Leżał na oddziale chirurgii, jakieś złamanie, nic szczególnego. Może jednak, bo choć leżał to przyszedł (sam?) na dziedziniec.
Chciałem iść, gdy spytał niespodziewanie, a wiesz, że Waga z paryskiej „Kultury”, to ja? Przytaknąłem skwapliwie. Zbyt skwapliwie. W jego czujnym spojrzeniu błysnęła nieufność. I coś jeszcze. Gorączkowe, migotliwe światełko. Uciekłem z oczami.
Niedługo przedtem (tuż potem?) J. przyniosła mi z pracy historię jego namiętności. Opowiedzianą tendencyjnie, jak wszystkie historie cudzej namiętności. Zwłaszcza te, które opowiadają sobie kobiety o mężczyznach. Równie tendencyjne są jedynie te, które mężczyźni opowiadają o kobietach. Ta była tendencyjna szczególnie, bo opowiadała ją kobieta, dla której B. zostawił (wtedy) żonę.
Nie pamiętam z tej historii niczego, oprócz jednej sceny, długiego ujęcia, rozpisanego na sugestywne kadry.

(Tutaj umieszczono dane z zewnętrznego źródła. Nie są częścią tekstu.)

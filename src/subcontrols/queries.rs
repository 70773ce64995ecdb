//! Data access for the `subcontrols` table.
//!
//! Not-found is `Ok(None)`, never an error. Listing is ordered by id so
//! callers see a stable order across requests.

use futures_util::future::join_all;
use sqlx::PgPool;
use sqlx::types::Json;

use super::{Subcontrol, SubcontrolError, SubcontrolFields, SubcontrolRecord};
use crate::files::{FileError, FileRef, FileStore, StoredFile, UploadedFile};

const COLUMNS: &str = "id, control_id, status, approver, owner, reviewer, risk_review, due_date, \
     implementation_details, evidence, feedback, evidence_files, feedback_files, attachment";

pub async fn list_all(pool: &PgPool) -> Result<Vec<Subcontrol>, sqlx::Error> {
    sqlx::query_as::<_, Subcontrol>(&format!("SELECT {COLUMNS} FROM subcontrols ORDER BY id"))
        .fetch_all(pool)
        .await
}

pub async fn list_by_control(
    pool: &PgPool,
    control_id: i32,
) -> Result<Vec<Subcontrol>, sqlx::Error> {
    sqlx::query_as::<_, Subcontrol>(&format!(
        "SELECT {COLUMNS} FROM subcontrols WHERE control_id = $1 ORDER BY id"
    ))
    .bind(control_id)
    .fetch_all(pool)
    .await
}

pub async fn get_by_id(pool: &PgPool, id: i32) -> Result<Option<Subcontrol>, sqlx::Error> {
    sqlx::query_as::<_, Subcontrol>(&format!("SELECT {COLUMNS} FROM subcontrols WHERE id = $1"))
        .bind(id)
        .fetch_optional(pool)
        .await
}

/// Upload the attachments and insert a new subcontrol under `control_id`.
///
/// Evidence and feedback files are uploaded concurrently. If any upload or
/// the insert itself fails, every file this call managed to store is removed
/// before the error is returned. A process crash between upload and insert
/// can still leave unreferenced files behind.
#[tracing::instrument(
    skip(pool, files, fields, evidence_files, feedback_files),
    fields(evidence = evidence_files.len(), feedback = feedback_files.len()),
    err
)]
pub async fn create(
    pool: &PgPool,
    files: &FileStore,
    control_id: i32,
    fields: &SubcontrolFields,
    evidence_files: Vec<UploadedFile>,
    feedback_files: Vec<UploadedFile>,
) -> Result<Subcontrol, SubcontrolError> {
    let (evidence_results, feedback_results) = futures_util::join!(
        join_all(evidence_files.iter().map(|f| files.upload(f))),
        join_all(feedback_files.iter().map(|f| files.upload(f))),
    );

    let (evidence, evidence_err) = split_uploads(evidence_results);
    let (feedback, feedback_err) = split_uploads(feedback_results);

    if let Some(err) = evidence_err.or(feedback_err) {
        discard_uploads(files, evidence.iter().chain(&feedback)).await;
        return Err(err.into());
    }

    let evidence_refs: Vec<FileRef> = evidence.iter().cloned().map(FileRef::from).collect();
    let feedback_refs: Vec<FileRef> = feedback.iter().cloned().map(FileRef::from).collect();

    let inserted = sqlx::query_as::<_, Subcontrol>(&format!(
        "INSERT INTO subcontrols (
            control_id, status, approver, risk_review, owner, reviewer, due_date,
            implementation_details, evidence, feedback, evidence_files, feedback_files
         ) VALUES ($1, $2, $3, $4, $5, $6, $7, $8, $9, $10, $11, $12)
         RETURNING {COLUMNS}"
    ))
    .bind(control_id)
    .bind(&fields.status)
    .bind(&fields.approver)
    .bind(&fields.risk_review)
    .bind(&fields.owner)
    .bind(&fields.reviewer)
    .bind(fields.due_date)
    .bind(&fields.implementation_details)
    .bind(&fields.evidence)
    .bind(&fields.feedback)
    .bind(Json(&evidence_refs))
    .bind(Json(&feedback_refs))
    .fetch_one(pool)
    .await;

    match inserted {
        Ok(row) => {
            tracing::info!(subcontrol_id = row.id, control_id, "subcontrol created");
            Ok(row)
        }
        Err(e) => {
            discard_uploads(files, evidence.iter().chain(&feedback)).await;
            Err(e.into())
        }
    }
}

/// Overwrite every mutable column of subcontrol `id` with `record`.
///
/// Attachment lists are left as they are.
#[tracing::instrument(skip(pool, record), err)]
pub async fn update(
    pool: &PgPool,
    id: i32,
    record: &SubcontrolRecord,
) -> Result<Option<Subcontrol>, sqlx::Error> {
    sqlx::query_as::<_, Subcontrol>(&format!(
        "UPDATE subcontrols SET
            control_id = $1, status = $2, approver = $3, risk_review = $4, owner = $5,
            reviewer = $6, due_date = $7, implementation_details = $8, evidence = $9,
            attachment = $10, feedback = $11
         WHERE id = $12
         RETURNING {COLUMNS}"
    ))
    .bind(record.control_id)
    .bind(&record.status)
    .bind(&record.approver)
    .bind(&record.risk_review)
    .bind(&record.owner)
    .bind(&record.reviewer)
    .bind(record.due_date)
    .bind(&record.implementation_details)
    .bind(&record.evidence)
    .bind(&record.attachment)
    .bind(&record.feedback)
    .bind(id)
    .fetch_optional(pool)
    .await
}

/// Delete subcontrol `id` and return the removed row. Referenced files stay.
#[tracing::instrument(skip(pool), err)]
pub async fn delete_by_id(pool: &PgPool, id: i32) -> Result<Option<Subcontrol>, sqlx::Error> {
    sqlx::query_as::<_, Subcontrol>(&format!(
        "DELETE FROM subcontrols WHERE id = $1 RETURNING {COLUMNS}"
    ))
    .bind(id)
    .fetch_optional(pool)
    .await
}

/// Keep successful uploads in input order and the first failure, if any.
fn split_uploads(
    results: Vec<Result<StoredFile, FileError>>,
) -> (Vec<StoredFile>, Option<FileError>) {
    let mut stored = Vec::with_capacity(results.len());
    let mut first_err = None;
    for result in results {
        match result {
            Ok(file) => stored.push(file),
            Err(e) if first_err.is_none() => first_err = Some(e),
            Err(e) => tracing::debug!(error = %e, "additional upload failure"),
        }
    }
    (stored, first_err)
}

async fn discard_uploads<'a>(files: &FileStore, stored: impl Iterator<Item = &'a StoredFile>) {
    for file in stored {
        if let Err(e) = files.remove(file.id).await {
            tracing::warn!(error = %e, file_id = file.id, "failed to discard orphaned upload");
        }
    }
}

#[cfg(test)]
mod tests {
    use super::*;

    fn stored(id: i32) -> StoredFile {
        StoredFile {
            id,
            filename: format!("f{id}"),
        }
    }

    #[test]
    fn split_uploads_all_ok_keeps_order() {
        let (ok, err) = split_uploads(vec![Ok(stored(3)), Ok(stored(1)), Ok(stored(2))]);
        assert!(err.is_none());
        assert_eq!(ok.iter().map(|f| f.id).collect::<Vec<_>>(), vec![3, 1, 2]);
    }

    #[test]
    fn split_uploads_empty_is_noop() {
        let (ok, err) = split_uploads(vec![]);
        assert!(ok.is_empty());
        assert!(err.is_none());
    }

    #[test]
    fn split_uploads_keeps_successes_next_to_failure() {
        let (ok, err) = split_uploads(vec![
            Ok(stored(1)),
            Err(FileError::Invalid("first".into())),
            Ok(stored(2)),
            Err(FileError::Invalid("second".into())),
        ]);
        assert_eq!(ok.len(), 2);
        assert!(matches!(err, Some(FileError::Invalid(ref m)) if m == "first"));
    }
}
pub mod assessments;
pub mod controls;
pub mod files;
pub mod subcontrols;
pub mod vendors;

use axum::Router;
use axum::extract::DefaultBodyLimit;
use axum::http::header::{AUTHORIZATION, CONTENT_TYPE};
use axum::http::{HeaderValue, Method, StatusCode};
use tower_http::cors::{AllowOrigin, CorsLayer};
use tower_http::timeout::TimeoutLayer;
use tower_http::trace::TraceLayer;

use crate::store::AppState;

pub fn router() -> Router<AppState> {
    Router::new()
        .merge(controls::router())
        .merge(subcontrols::router())
        .merge(assessments::router())
        .merge(vendors::router())
        .merge(files::router())
}

/// Full application: API routes, health check and the HTTP middleware stack.
pub fn app(state: AppState) -> Router {
    let cfg = state.config.clone();
    let timeout = TimeoutLayer::with_status_code(StatusCode::REQUEST_TIMEOUT, cfg.request_timeout);
    Router::new()
        .route("/healthz", axum::routing::get(|| async { "ok" }))
        .merge(router())
        .layer(DefaultBodyLimit::max(cfg.max_upload_bytes))
        .layer(timeout)
        .layer(cors_layer(&cfg.cors_origins))
        .layer(TraceLayer::new_for_http())
        .with_state(state)
}

fn cors_layer(origins: &[String]) -> CorsLayer {
    let origins: Vec<HeaderValue> = origins.iter().filter_map(|o| o.parse().ok()).collect();
    CorsLayer::new()
        .allow_origin(AllowOrigin::list(origins))
        .allow_methods([Method::GET, Method::POST, Method::PUT, Method::DELETE])
        .allow_headers([AUTHORIZATION, CONTENT_TYPE])
}
pub mod queries;

use chrono::NaiveDate;
use serde::{Deserialize, Serialize};

use crate::error::ApiError;
use crate::files::{FileError, FileRef};
use crate::validation;

/// One compliance checklist item belonging to a control.
#[derive(Debug, Clone, PartialEq, Eq, Serialize, sqlx::FromRow)]
pub struct Subcontrol {
    pub id: i32,
    pub control_id: i32,
    pub status: Option<String>,
    pub approver: Option<String>,
    pub owner: Option<String>,
    pub reviewer: Option<String>,
    pub risk_review: Option<String>,
    pub due_date: Option<NaiveDate>,
    pub implementation_details: Option<String>,
    pub evidence: Option<String>,
    pub feedback: Option<String>,
    #[sqlx(json)]
    #[serde(rename = "evidenceFiles")]
    pub evidence_files: Vec<FileRef>,
    #[sqlx(json)]
    #[serde(rename = "feedbackFiles")]
    pub feedback_files: Vec<FileRef>,
    pub attachment: Option<String>,
}

impl Subcontrol {
    /// The mutable columns of this row, as accepted by `queries::update`.
    pub fn to_record(&self) -> SubcontrolRecord {
        SubcontrolRecord {
            control_id: self.control_id,
            status: self.status.clone(),
            approver: self.approver.clone(),
            risk_review: self.risk_review.clone(),
            owner: self.owner.clone(),
            reviewer: self.reviewer.clone(),
            due_date: self.due_date,
            implementation_details: self.implementation_details.clone(),
            evidence: self.evidence.clone(),
            attachment: self.attachment.clone(),
            feedback: self.feedback.clone(),
        }
    }
}

/// Column values supplied when creating a subcontrol.
#[derive(Debug, Clone, Default, PartialEq, Eq, Deserialize)]
#[serde(default)]
pub struct SubcontrolFields {
    pub status: Option<String>,
    pub approver: Option<String>,
    pub risk_review: Option<String>,
    pub owner: Option<String>,
    pub reviewer: Option<String>,
    pub due_date: Option<NaiveDate>,
    pub implementation_details: Option<String>,
    pub evidence: Option<String>,
    pub feedback: Option<String>,
}

/// Full replacement for the mutable columns of a subcontrol.
///
/// Every column is overwritten on update: a field left as `None` is stored
/// as NULL. Callers that only want to change one field must send the whole
/// prior record with that field changed.
#[derive(Debug, Clone, PartialEq, Eq, Deserialize)]
pub struct SubcontrolRecord {
    pub control_id: i32,
    #[serde(default)]
    pub status: Option<String>,
    #[serde(default)]
    pub approver: Option<String>,
    #[serde(default)]
    pub risk_review: Option<String>,
    #[serde(default)]
    pub owner: Option<String>,
    #[serde(default)]
    pub reviewer: Option<String>,
    #[serde(default)]
    pub due_date: Option<NaiveDate>,
    #[serde(default)]
    pub implementation_details: Option<String>,
    #[serde(default)]
    pub evidence: Option<String>,
    #[serde(default)]
    pub attachment: Option<String>,
    #[serde(default)]
    pub feedback: Option<String>,
}

#[derive(Debug, thiserror::Error)]
pub enum SubcontrolError {
    #[error("attachment upload failed: {0}")]
    Upload(#[from] FileError),

    #[error(transparent)]
    Query(#[from] sqlx::Error),
}

impl From<SubcontrolError> for ApiError {
    fn from(err: SubcontrolError) -> Self {
        match err {
            SubcontrolError::Upload(e) => Self::from(e),
            SubcontrolError::Query(e) => Self::from(e),
        }
    }
}

fn check_text_fields(fields: &[(&str, Option<&String>)]) -> Vec<String> {
    let too_long = |name: &str, value: &str| {
        validation::check_length(name, value, 0, validation::MAX_TEXT_LEN).is_err()
    };
    fields
        .iter()
        .filter(|(name, value)| value.is_some_and(|v| too_long(name, v)))
        .map(|(name, _)| (*name).to_owned())
        .collect()
}

impl SubcontrolFields {
    pub fn validate(&self) -> Result<(), ApiError> {
        let mut errors = check_text_fields(&[
            ("approver", self.approver.as_ref()),
            ("risk_review", self.risk_review.as_ref()),
            ("owner", self.owner.as_ref()),
            ("reviewer", self.reviewer.as_ref()),
            (
                "implementation_details",
                self.implementation_details.as_ref(),
            ),
            ("evidence", self.evidence.as_ref()),
            ("feedback", self.feedback.as_ref()),
        ]);
        if let Some(status) = &self.status
            && validation::check_status(status).is_err()
        {
            errors.push("status".into());
        }
        if errors.is_empty() {
            Ok(())
        } else {
            Err(ApiError::Validation(errors))
        }
    }
}

impl SubcontrolRecord {
    pub fn validate(&self) -> Result<(), ApiError> {
        let mut errors = check_text_fields(&[
            ("approver", self.approver.as_ref()),
            ("risk_review", self.risk_review.as_ref()),
            ("owner", self.owner.as_ref()),
            ("reviewer", self.reviewer.as_ref()),
            (
                "implementation_details",
                self.implementation_details.as_ref(),
            ),
            ("evidence", self.evidence.as_ref()),
            ("attachment", self.attachment.as_ref()),
            ("feedback", self.feedback.as_ref()),
        ]);
        if let Some(status) = &self.status
            && validation::check_status(status).is_err()
        {
            errors.push("status".into());
        }
        if errors.is_empty() {
            Ok(())
        } else {
            Err(ApiError::Validation(errors))
        }
    }
}

#[cfg(test)]
mod tests {
    use super::*;

    #[test]
    fn serializes_file_lists_in_camel_case() {
        let sc = Subcontrol {
            id: 1,
            control_id: 5,
            status: Some("Waiting".into()),
            approver: None,
            owner: None,
            reviewer: None,
            risk_review: None,
            due_date: NaiveDate::from_ymd_opt(2025, 3, 1),
            implementation_details: None,
            evidence: None,
            feedback: None,
            evidence_files: vec![FileRef {
                id: 3,
                file_name: "log.txt".into(),
            }],
            feedback_files: vec![],
            attachment: None,
        };
        let json = serde_json::to_value(&sc).unwrap();
        assert_eq!(json["evidenceFiles"][0]["fileName"], "log.txt");
        assert_eq!(json["feedbackFiles"], serde_json::json!([]));
        assert_eq!(json["due_date"], "2025-03-01");
        assert!(json.get("evidence_files").is_none());
    }

    #[test]
    fn record_requires_control_id() {
        let err = serde_json::from_value::<SubcontrolRecord>(serde_json::json!({
            "status": "Done"
        }));
        assert!(err.is_err());
    }

    #[test]
    fn record_missing_fields_become_none() {
        let record: SubcontrolRecord =
            serde_json::from_value(serde_json::json!({ "control_id": 2, "owner": "Bob" })).unwrap();
        assert_eq!(record.owner.as_deref(), Some("Bob"));
        assert!(record.status.is_none());
        assert!(record.feedback.is_none());
    }

    #[test]
    fn unknown_status_fails_validation() {
        let fields = SubcontrolFields {
            status: Some("Finished".into()),
            ..Default::default()
        };
        let err = fields.validate().unwrap_err();
        assert!(matches!(err, ApiError::Validation(ref f) if f == &["status".to_owned()]));
    }

    #[test]
    fn empty_fields_are_valid() {
        assert!(SubcontrolFields::default().validate().is_ok());
    }

    #[test]
    fn overlong_owner_is_reported() {
        let record = SubcontrolRecord {
            control_id: 1,
            status: None,
            approver: None,
            risk_review: None,
            owner: Some("x".repeat(validation::MAX_TEXT_LEN + 1)),
            reviewer: None,
            due_date: None,
            implementation_details: None,
            evidence: None,
            attachment: None,
            feedback: None,
        };
        let err = record.validate().unwrap_err();
        assert!(matches!(err, ApiError::Validation(ref f) if f.contains(&"owner".to_owned())));
    }
}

B. jedzie do niej windą, niecierpliwi się, drży z podniecenia. Pragnie jej tak, że już w tej windzie ściąga z siebie ubranie. I gdy ona otwiera mu drzwi, on chce już tylko, by się dla niego w tej samej chwili otwarła.
I znów, od początku, wsiada do windy, drży, pragnie, ściąga ubranie. Drzwi, ona, on, jak w niemym filmie dla dorosłych. Burleska porno dla smakoszy.
Potem, dla równowagi, sprawdzałem jeszcze, co z tym jerzykiem. Pod jakimś internetowym hasłem ornitologicznym, wśród ciekawostek, znalazłem, że „w locie potrafi spać i odbywa kopulację, a także zbiera materiały na gniazdo”. Nie chodzi, „umie tylko pokonywać małe odległości wspinając się po pionowej powierzchni”.
Tylko. Jakby po pionowej było łatwiej, niż po poziomej.
Wpisałem to w opowiadanie, ale później znalazłem w gazecie, że to mit. To, że „jerzyki uprawiają miłość w powietrzu”. Bo to „raczej mało prawdopodobne i niewykonalne” - napisał Wajrak. I dodał: „Za to wiadomo na pewno, że spać w locie potrafią”. Tylko co to, w takim razie, jest wtedy bardziej: lot czy sen?
B. miał guza mózgu, chorował raptem parę miesięcy. Jakoś nie potrafię sobie teraz ułożyć, które to były miesiące. Przed jakim po, po jakim przed?
Ale tak naprawdę pamiętałem właśnie tamto. Jak B. jedzie windą. Wstydziłem się, kiedyś, że to. Tylko to. Ale teraz już nie, a lepszej pamięci dla niego nie mam. Właśnie tyle, trzepot i spazm. Tyle, ile tego jest zawsze.


Latarnia Morska 4 (8) 2007 / 1 (9) 2008

Od redakcji: Opowiadania weszły później w skład książki Capcarap, którą opublikowało wydawnictwo FORMA (Szczecin 2009).